§ **Task description**: Working from the entries below, count every line that includes the word "contents". Return the figure alone.

§ **Provided entries**:
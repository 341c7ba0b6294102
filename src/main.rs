use std::fs::File;
use std::path::PathBuf;
use std::process;
use std::sync::mpsc;
use std::thread;

use anyhow::Error;
use clap::Parser;

use reftar::create::{create_archive, CreateOptions};
use reftar::extract::{extract_archive, ExtractOptions};
use reftar::progress::{MessageKind, Progress, ProgressMessage};
use reftar::tools::clean_path;

const BANNER: &str = concat!(
    "reftar ",
    env!("CARGO_PKG_VERSION"),
    " — a tar for Linux 4.5+ (archiving) / 5.6+ (extraction) that uses\n",
    "the FICLONERANGE ioctl to share data between the archive and the\n",
    "source/destination files on copy-on-write filesystems.\n",
);

/// Archive and extract POSIX tar files without copying file contents,
/// sharing extents with the archive on reflink-capable filesystems.
#[derive(Parser, Debug)]
#[command(name = "reftar", disable_version_flag = true)]
struct Args {
    /// Verbosely list files processed.
    #[arg(short = 'v')]
    verbose: bool,

    /// Archive the symlink destination rather than the symlink itself.
    #[arg(long)]
    follow_symlinks: bool,

    /// Turn off recursing into directories.
    #[arg(long)]
    no_recursion: bool,

    /// As in GNU tar: upon extraction, set file ownership as recorded in
    /// the archive.
    #[arg(long)]
    same_owner: bool,

    /// Exit immediately on any extraction error, instead of printing a
    /// warning and continuing. Either way the exit code will be nonzero.
    #[arg(long)]
    freakout: bool,

    /// Print version banner and exit.
    #[arg(long)]
    version: bool,

    /// Print software license and exit.
    #[arg(long)]
    license: bool,

    /// Print contributors and exit.
    #[arg(long)]
    contributors: bool,

    /// Tar file to extract from.
    #[arg(short = 'x', value_name = "ARCHIVE")]
    extract: Option<PathBuf>,

    /// Tar file to create. Will be overwritten if it already exists.
    #[arg(short = 'c', value_name = "ARCHIVE")]
    create: Option<PathBuf>,

    /// Extract archive contents to DIR rather than to the current working
    /// directory.
    #[arg(short = 'C', value_name = "DIR")]
    directory: Option<PathBuf>,

    /// Files and directories to archive.
    #[arg(value_name = "PATH")]
    paths: Vec<PathBuf>,
}

fn fatal(err: &Error) -> ! {
    eprintln!("Fatal: {err:#}");
    process::exit(1);
}

fn fail_usage(text: &str) -> ! {
    eprintln!("{text}\nRun 'reftar --help' for a command synopsis.");
    process::exit(1);
}

/// `-C DIR` made absolute against the working directory, lexically cleaned.
fn fully_qualify(dir: Option<PathBuf>) -> PathBuf {
    let cwd = std::env::current_dir().unwrap_or_else(|_| PathBuf::from("."));
    match dir {
        None => cwd,
        Some(dir) => {
            let dir = clean_path(&dir);
            if dir.is_absolute() {
                dir
            } else {
                clean_path(&cwd.join(dir))
            }
        }
    }
}

fn main() {
    env_logger::init();
    let args = Args::parse();

    if args.version {
        print!("{BANNER}");
        return;
    }
    if args.license {
        print!("{}", include_str!("../LICENSE.txt"));
        return;
    }
    if args.contributors {
        print!("{}", include_str!("../CONTRIBUTORS.md"));
        return;
    }

    match (&args.create, &args.extract) {
        (None, None) => fail_usage(
            "Fatal: Neither an archive to extract from, nor an archive to create have been specified.",
        ),
        (Some(_), Some(_)) => fail_usage(
            "Fatal: Both an archive to extract from, and an archive to create have been specified.",
        ),
        (Some(_), None) => {
            if args.directory.is_some() {
                fail_usage("Fatal: -C is only valid in combination with -x (extract).");
            }
            if args.same_owner {
                fail_usage("Fatal: --same-owner is only valid in combination with -x (extract).");
            }
            if args.freakout {
                fail_usage("Fatal: --freakout is only valid in combination with -x (extract).");
            }
        }
        (None, Some(_)) => {}
    }

    // Single consumer for the progress side channel; joined before the
    // final status is reported so ordering holds.
    let (sender, receiver) = mpsc::channel::<ProgressMessage>();
    let verbose = args.verbose;
    let printer = thread::spawn(move || {
        for message in receiver {
            match message.kind {
                MessageKind::Verbose => {
                    if verbose {
                        println!("{}", message.text);
                    }
                }
                MessageKind::Warning => eprintln!("Warning: {}", message.text),
            }
        }
    });
    let progress = Progress::new(sender);

    if let Some(archive) = &args.create {
        let options = CreateOptions {
            follow_symlinks: args.follow_symlinks,
            no_recursion: args.no_recursion,
        };
        let result = create_archive(archive, &args.paths, &options, &progress);
        drop(progress);
        printer.join().expect("progress printer panicked");
        if let Err(err) = result {
            fatal(&err);
        }
    } else if let Some(archive) = &args.extract {
        let archive = match File::open(archive) {
            Ok(file) => file,
            Err(err) => fatal(&err.into()),
        };
        let options = ExtractOptions {
            same_owner: args.same_owner,
            freakout: args.freakout,
        };
        let extract_dir = fully_qualify(args.directory.clone());
        let result = extract_archive(&extract_dir, &archive, &options, &progress);
        drop(progress);
        printer.join().expect("progress printer panicked");
        match result {
            Err(err) => fatal(&err),
            Ok(false) => {
                eprintln!("Warning: One or more errors were encountered, and ignored.");
                process::exit(1);
            }
            Ok(true) => {}
        }
    }
}
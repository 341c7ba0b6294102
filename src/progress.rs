use std::sync::mpsc::Sender;

/// Severity of a [`ProgressMessage`].
#[derive(Clone, Copy, Debug, PartialEq, Eq)]
pub enum MessageKind {
    Verbose,
    Warning,
}

/// One line of operator-facing progress, published per archive entry.
#[derive(Clone, Debug)]
pub struct ProgressMessage {
    pub kind: MessageKind,
    pub text: String,
}

/// Handle the archive and extract loops publish progress through.
///
/// The consumer end is owned by the caller and runs concurrently; messages
/// for entry `i` are sent before any message for entry `i+1`. Without a
/// consumer, publishing is a no-op, and a consumer that has hung up is
/// treated the same way.
#[derive(Default)]
pub struct Progress {
    sender: Option<Sender<ProgressMessage>>,
}

impl Progress {
    pub fn new(sender: Sender<ProgressMessage>) -> Self {
        Self {
            sender: Some(sender),
        }
    }

    /// A `Progress` that drops everything published to it.
    pub fn disabled() -> Self {
        Self::default()
    }

    pub fn verbose(&self, text: String) {
        self.send(MessageKind::Verbose, text);
    }

    pub fn warning(&self, text: String) {
        self.send(MessageKind::Warning, text);
    }

    fn send(&self, kind: MessageKind, text: String) {
        if let Some(sender) = &self.sender {
            let _ = sender.send(ProgressMessage { kind, text });
        }
    }
}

§ **Answer space**: 2